(DATASET CONTENT)

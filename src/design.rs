//! Experiment design table: phases, boxes, outcomes and the per-phase
//! constants the engine runs on.
//!
//! Phase layout:
//! ```text
//! phase │ Box A            │ Box B
//! ──────┼──────────────────┼──────────────────────────────
//!   1   │ known risk       │ ambiguity
//!   2   │ known risk       │ ambiguity + rare gold
//!   3   │ ambiguity        │ ambiguity + rare gold/silver
//! ```
//!
//! Every number here is a design parameter supplied by the experimenter.
//! `Default` carries the values the study was piloted with.

use std::fmt;

use serde::{Deserialize, Serialize};
use thiserror::Error;

/// Number of phases in a session.
pub const PHASE_COUNT: usize = 3;

#[derive(Debug, Clone, Copy, PartialEq, Eq, PartialOrd, Ord, Hash, Serialize, Deserialize)]
#[serde(try_from = "u8", into = "u8")]
pub enum Phase {
    One,
    Two,
    Three,
}

impl Phase {
    pub const ALL: [Phase; PHASE_COUNT] = [Phase::One, Phase::Two, Phase::Three];

    pub fn id(&self) -> u8 {
        match self {
            Phase::One => 1,
            Phase::Two => 2,
            Phase::Three => 3,
        }
    }

    pub fn from_id(id: u8) -> Option<Self> {
        match id {
            1 => Some(Phase::One),
            2 => Some(Phase::Two),
            3 => Some(Phase::Three),
            _ => None,
        }
    }

    fn index(&self) -> usize {
        self.id() as usize - 1
    }

    /// How much the participant is told about a box's composition.
    pub fn disclosure(&self, choice: BoxChoice) -> Disclosure {
        match (self, choice) {
            (Phase::One | Phase::Two, BoxChoice::A) => Disclosure::Known,
            (Phase::Three, BoxChoice::A) => Disclosure::Ambiguous,
            (Phase::One, BoxChoice::B) => Disclosure::Ambiguous,
            (Phase::Two | Phase::Three, BoxChoice::B) => Disclosure::AmbiguousWithSurprise,
        }
    }
}

impl fmt::Display for Phase {
    fn fmt(&self, f: &mut fmt::Formatter<'_>) -> fmt::Result {
        write!(f, "{}", self.id())
    }
}

impl TryFrom<u8> for Phase {
    type Error = String;

    fn try_from(value: u8) -> Result<Self, Self::Error> {
        Phase::from_id(value).ok_or_else(|| format!("invalid phase id: {}", value))
    }
}

impl From<Phase> for u8 {
    fn from(phase: Phase) -> u8 {
        phase.id()
    }
}

#[derive(Debug, Clone, Copy, PartialEq, Eq, Hash, Serialize, Deserialize)]
pub enum BoxChoice {
    A,
    B,
}

impl BoxChoice {
    pub fn as_str(&self) -> &'static str {
        match self {
            BoxChoice::A => "A",
            BoxChoice::B => "B",
        }
    }

    pub fn parse(s: &str) -> Option<Self> {
        match s.trim() {
            "A" | "a" => Some(BoxChoice::A),
            "B" | "b" => Some(BoxChoice::B),
            _ => None,
        }
    }

    pub fn other(&self) -> Self {
        match self {
            BoxChoice::A => BoxChoice::B,
            BoxChoice::B => BoxChoice::A,
        }
    }
}

impl fmt::Display for BoxChoice {
    fn fmt(&self, f: &mut fmt::Formatter<'_>) -> fmt::Result {
        f.write_str(self.as_str())
    }
}

#[derive(Debug, Clone, Copy, PartialEq, Eq, Hash, Serialize, Deserialize)]
#[serde(rename_all = "lowercase")]
pub enum Outcome {
    Red,
    Black,
    Gold,
    Silver,
}

impl Outcome {
    pub fn as_str(&self) -> &'static str {
        match self {
            Outcome::Red => "red",
            Outcome::Black => "black",
            Outcome::Gold => "gold",
            Outcome::Silver => "silver",
        }
    }

    pub fn parse(s: &str) -> Option<Self> {
        match s.trim() {
            "red" => Some(Outcome::Red),
            "black" => Some(Outcome::Black),
            "gold" => Some(Outcome::Gold),
            "silver" => Some(Outcome::Silver),
            _ => None,
        }
    }

    pub fn is_surprise(&self) -> bool {
        matches!(self, Outcome::Gold | Outcome::Silver)
    }
}

impl fmt::Display for Outcome {
    fn fmt(&self, f: &mut fmt::Formatter<'_>) -> fmt::Result {
        f.write_str(self.as_str())
    }
}

#[derive(Debug, Clone, Copy, PartialEq, Eq)]
pub enum Disclosure {
    /// Composition shown to the participant (risk).
    Known,
    /// Composition hidden (ambiguity).
    Ambiguous,
    /// Hidden, and the box may yield a surprise ball.
    AmbiguousWithSurprise,
}

/// Red-ball probabilities of both boxes at one instant.
#[derive(Debug, Clone, Copy, PartialEq, Serialize, Deserialize)]
pub struct ProbSnapshot {
    pub p_safe: f64,
    pub p_uncertain: f64,
}

impl ProbSnapshot {
    pub fn get(&self, choice: BoxChoice) -> f64 {
        match choice {
            BoxChoice::A => self.p_safe,
            BoxChoice::B => self.p_uncertain,
        }
    }
}

/// Reward per outcome, in whole currency units.
#[derive(Debug, Clone, Copy, PartialEq, Eq, Serialize, Deserialize)]
pub struct RewardTable {
    pub red: i64,
    pub black: i64,
    pub gold: i64,
    pub silver: i64,
}

impl Default for RewardTable {
    fn default() -> Self {
        Self {
            red: 5,
            black: -2,
            gold: 15,
            silver: -10,
        }
    }
}

impl RewardTable {
    pub fn for_outcome(&self, outcome: Outcome) -> i64 {
        match outcome {
            Outcome::Red => self.red,
            Outcome::Black => self.black,
            Outcome::Gold => self.gold,
            Outcome::Silver => self.silver,
        }
    }
}

/// How live probabilities move after a box is chosen.
///
/// Each step: add `chosen_step` to the chosen box and `other_step` to the
/// other, pull both toward their phase-start value by `reversion`, then
/// clamp into `[floor, ceiling]`.
#[derive(Debug, Clone, Copy, PartialEq, Serialize, Deserialize)]
pub struct DriftRule {
    pub chosen_step: f64,
    pub other_step: f64,
    #[serde(default)]
    pub reversion: f64,
    pub floor: f64,
    pub ceiling: f64,
}

impl DriftRule {
    /// Rule that never moves anything.
    pub fn frozen() -> Self {
        Self {
            chosen_step: 0.0,
            other_step: 0.0,
            reversion: 0.0,
            floor: 0.0,
            ceiling: 1.0,
        }
    }

    pub fn apply(&self, chosen: BoxChoice, live: ProbSnapshot, anchor: ProbSnapshot) -> ProbSnapshot {
        let (d_safe, d_uncertain) = match chosen {
            BoxChoice::A => (self.chosen_step, self.other_step),
            BoxChoice::B => (self.other_step, self.chosen_step),
        };
        ProbSnapshot {
            p_safe: self.step(live.p_safe, d_safe, anchor.p_safe),
            p_uncertain: self.step(live.p_uncertain, d_uncertain, anchor.p_uncertain),
        }
    }

    fn step(&self, p: f64, delta: f64, anchor: f64) -> f64 {
        let moved = p + delta;
        let reverted = moved + self.reversion * (anchor - moved);
        reverted.clamp(self.floor, self.ceiling).clamp(0.0, 1.0)
    }
}

#[derive(Debug, Clone, Copy, PartialEq, Serialize, Deserialize)]
pub struct PhaseDesign {
    /// Box A starting p(red).
    pub p_safe: f64,
    /// Box B starting p(red), never shown to the participant.
    pub p_uncertain: f64,
    /// Box B chance of a gold ball, resolved before red/black.
    #[serde(default)]
    pub gold_odds: f64,
    /// Box B chance of a silver ball, disjoint from gold.
    #[serde(default)]
    pub silver_odds: f64,
    pub drift: DriftRule,
}

impl PhaseDesign {
    pub fn start(&self) -> ProbSnapshot {
        ProbSnapshot {
            p_safe: self.p_safe,
            p_uncertain: self.p_uncertain,
        }
    }

    pub fn has_surprise(&self) -> bool {
        self.gold_odds > 0.0 || self.silver_odds > 0.0
    }
}

#[derive(Debug, Clone, PartialEq, Error)]
pub enum DesignError {
    #[error("rounds_per_phase must be at least 1")]
    NoRounds,
    #[error("phase {phase}: {field}={value} is outside [0, 1]")]
    OutOfRange { phase: Phase, field: &'static str, value: f64 },
    #[error("phase {phase}: drift floor {floor} exceeds ceiling {ceiling}")]
    InvertedBounds { phase: Phase, floor: f64, ceiling: f64 },
    #[error("phase {phase}: gold+silver odds {total} exceed 1")]
    SurpriseOddsTooLarge { phase: Phase, total: f64 },
    #[error("phase {phase}: {outcome} balls are not part of this phase")]
    SurpriseNotAllowed { phase: Phase, outcome: Outcome },
}

#[derive(Debug, Clone, PartialEq, Serialize, Deserialize)]
pub struct ExperimentDesign {
    pub rounds_per_phase: u32,
    pub rewards: RewardTable,
    /// Indexed by phase id - 1.
    pub phases: [PhaseDesign; PHASE_COUNT],
}

impl Default for ExperimentDesign {
    fn default() -> Self {
        let bounds = |chosen_step: f64, other_step: f64, reversion: f64| DriftRule {
            chosen_step,
            other_step,
            reversion,
            floor: 0.05,
            ceiling: 0.95,
        };
        Self {
            rounds_per_phase: 25,
            rewards: RewardTable::default(),
            phases: [
                PhaseDesign {
                    p_safe: 0.5,
                    p_uncertain: 0.5,
                    gold_odds: 0.0,
                    silver_odds: 0.0,
                    drift: bounds(-0.02, 0.01, 0.0),
                },
                PhaseDesign {
                    p_safe: 0.5,
                    p_uncertain: 0.5,
                    gold_odds: 0.1,
                    silver_odds: 0.0,
                    drift: bounds(-0.03, 0.015, 0.05),
                },
                PhaseDesign {
                    p_safe: 0.5,
                    p_uncertain: 0.5,
                    gold_odds: 0.1,
                    silver_odds: 0.1,
                    drift: bounds(-0.04, 0.02, 0.05),
                },
            ],
        }
    }
}

impl ExperimentDesign {
    pub fn phase(&self, phase: Phase) -> &PhaseDesign {
        &self.phases[phase.index()]
    }

    pub fn phase_mut(&mut self, phase: Phase) -> &mut PhaseDesign {
        &mut self.phases[phase.index()]
    }

    pub fn validate(&self) -> Result<(), DesignError> {
        if self.rounds_per_phase == 0 {
            return Err(DesignError::NoRounds);
        }
        for phase in Phase::ALL {
            let pd = self.phase(phase);
            for (field, value) in [
                ("p_safe", pd.p_safe),
                ("p_uncertain", pd.p_uncertain),
                ("gold_odds", pd.gold_odds),
                ("silver_odds", pd.silver_odds),
                ("reversion", pd.drift.reversion),
                ("floor", pd.drift.floor),
                ("ceiling", pd.drift.ceiling),
            ] {
                if !(0.0..=1.0).contains(&value) {
                    return Err(DesignError::OutOfRange { phase, field, value });
                }
            }
            for (field, value) in [("chosen_step", pd.drift.chosen_step), ("other_step", pd.drift.other_step)] {
                if !(-1.0..=1.0).contains(&value) {
                    return Err(DesignError::OutOfRange { phase, field, value });
                }
            }
            if pd.drift.floor > pd.drift.ceiling {
                return Err(DesignError::InvertedBounds {
                    phase,
                    floor: pd.drift.floor,
                    ceiling: pd.drift.ceiling,
                });
            }
            let total = pd.gold_odds + pd.silver_odds;
            if total > 1.0 {
                return Err(DesignError::SurpriseOddsTooLarge { phase, total });
            }
            // Gold belongs to phases 2 and 3, silver to phase 3 only.
            if phase == Phase::One && pd.gold_odds > 0.0 {
                return Err(DesignError::SurpriseNotAllowed { phase, outcome: Outcome::Gold });
            }
            if phase != Phase::Three && pd.silver_odds > 0.0 {
                return Err(DesignError::SurpriseNotAllowed { phase, outcome: Outcome::Silver });
            }
        }
        Ok(())
    }
}

#[cfg(test)]
mod tests {
    use super::*;

    #[test]
    fn test_default_design_is_valid() {
        assert_eq!(ExperimentDesign::default().validate(), Ok(()));
    }

    #[test]
    fn test_phase_ids_roundtrip() {
        for phase in Phase::ALL {
            assert_eq!(Phase::from_id(phase.id()), Some(phase));
        }
        assert_eq!(Phase::from_id(0), None);
        assert_eq!(Phase::from_id(4), None);
    }

    #[test]
    fn test_disclosure_table() {
        assert_eq!(Phase::One.disclosure(BoxChoice::A), Disclosure::Known);
        assert_eq!(Phase::Two.disclosure(BoxChoice::A), Disclosure::Known);
        assert_eq!(Phase::Three.disclosure(BoxChoice::A), Disclosure::Ambiguous);
        assert_eq!(Phase::One.disclosure(BoxChoice::B), Disclosure::Ambiguous);
        assert_eq!(Phase::Three.disclosure(BoxChoice::B), Disclosure::AmbiguousWithSurprise);
    }

    #[test]
    fn test_drift_moves_chosen_and_other() {
        let rule = DriftRule {
            chosen_step: -0.1,
            other_step: 0.05,
            reversion: 0.0,
            floor: 0.0,
            ceiling: 1.0,
        };
        let start = ProbSnapshot { p_safe: 0.5, p_uncertain: 0.5 };
        let next = rule.apply(BoxChoice::B, start, start);
        assert!((next.p_safe - 0.55).abs() < 1e-12);
        assert!((next.p_uncertain - 0.4).abs() < 1e-12);
    }

    #[test]
    fn test_drift_clamps_to_bounds() {
        let rule = DriftRule {
            chosen_step: 0.5,
            other_step: -0.5,
            reversion: 0.0,
            floor: 0.1,
            ceiling: 0.9,
        };
        let start = ProbSnapshot { p_safe: 0.8, p_uncertain: 0.2 };
        let next = rule.apply(BoxChoice::A, start, start);
        assert_eq!(next.p_safe, 0.9);
        assert_eq!(next.p_uncertain, 0.1);
    }

    #[test]
    fn test_drift_reversion_pulls_toward_anchor() {
        let rule = DriftRule {
            chosen_step: 0.0,
            other_step: 0.0,
            reversion: 0.5,
            floor: 0.0,
            ceiling: 1.0,
        };
        let anchor = ProbSnapshot { p_safe: 0.5, p_uncertain: 0.5 };
        let live = ProbSnapshot { p_safe: 0.9, p_uncertain: 0.1 };
        let next = rule.apply(BoxChoice::A, live, anchor);
        assert!((next.p_safe - 0.7).abs() < 1e-12);
        assert!((next.p_uncertain - 0.3).abs() < 1e-12);
    }

    #[test]
    fn test_validate_rejects_bad_tables() {
        let mut design = ExperimentDesign::default();
        design.phase_mut(Phase::One).gold_odds = 0.1;
        assert!(matches!(design.validate(), Err(DesignError::SurpriseNotAllowed { .. })));

        let mut design = ExperimentDesign::default();
        design.phase_mut(Phase::Two).p_uncertain = 1.5;
        assert!(matches!(design.validate(), Err(DesignError::OutOfRange { .. })));

        let mut design = ExperimentDesign::default();
        design.phase_mut(Phase::Three).drift.floor = 0.99;
        assert!(matches!(design.validate(), Err(DesignError::InvertedBounds { .. })));

        let mut design = ExperimentDesign::default();
        design.phase_mut(Phase::Three).p_safe = f64::NAN;
        assert!(matches!(design.validate(), Err(DesignError::OutOfRange { .. })));
    }

    #[test]
    fn test_design_json_roundtrip_uses_numeric_phases() {
        let json = serde_json::to_string(&Phase::Two).unwrap();
        assert_eq!(json, "2");
        let phase: Phase = serde_json::from_str("3").unwrap();
        assert_eq!(phase, Phase::Three);
        assert!(serde_json::from_str::<Phase>("7").is_err());
    }
}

(End DATASET CONTENT)

DIRECTIONS: Show the lines from the data above that contain the string "participant".

REPLY:
    /// How much the participant is told about a box's composition.
    /// Composition shown to the participant (risk).
    /// Box B starting p(red), never shown to the participant.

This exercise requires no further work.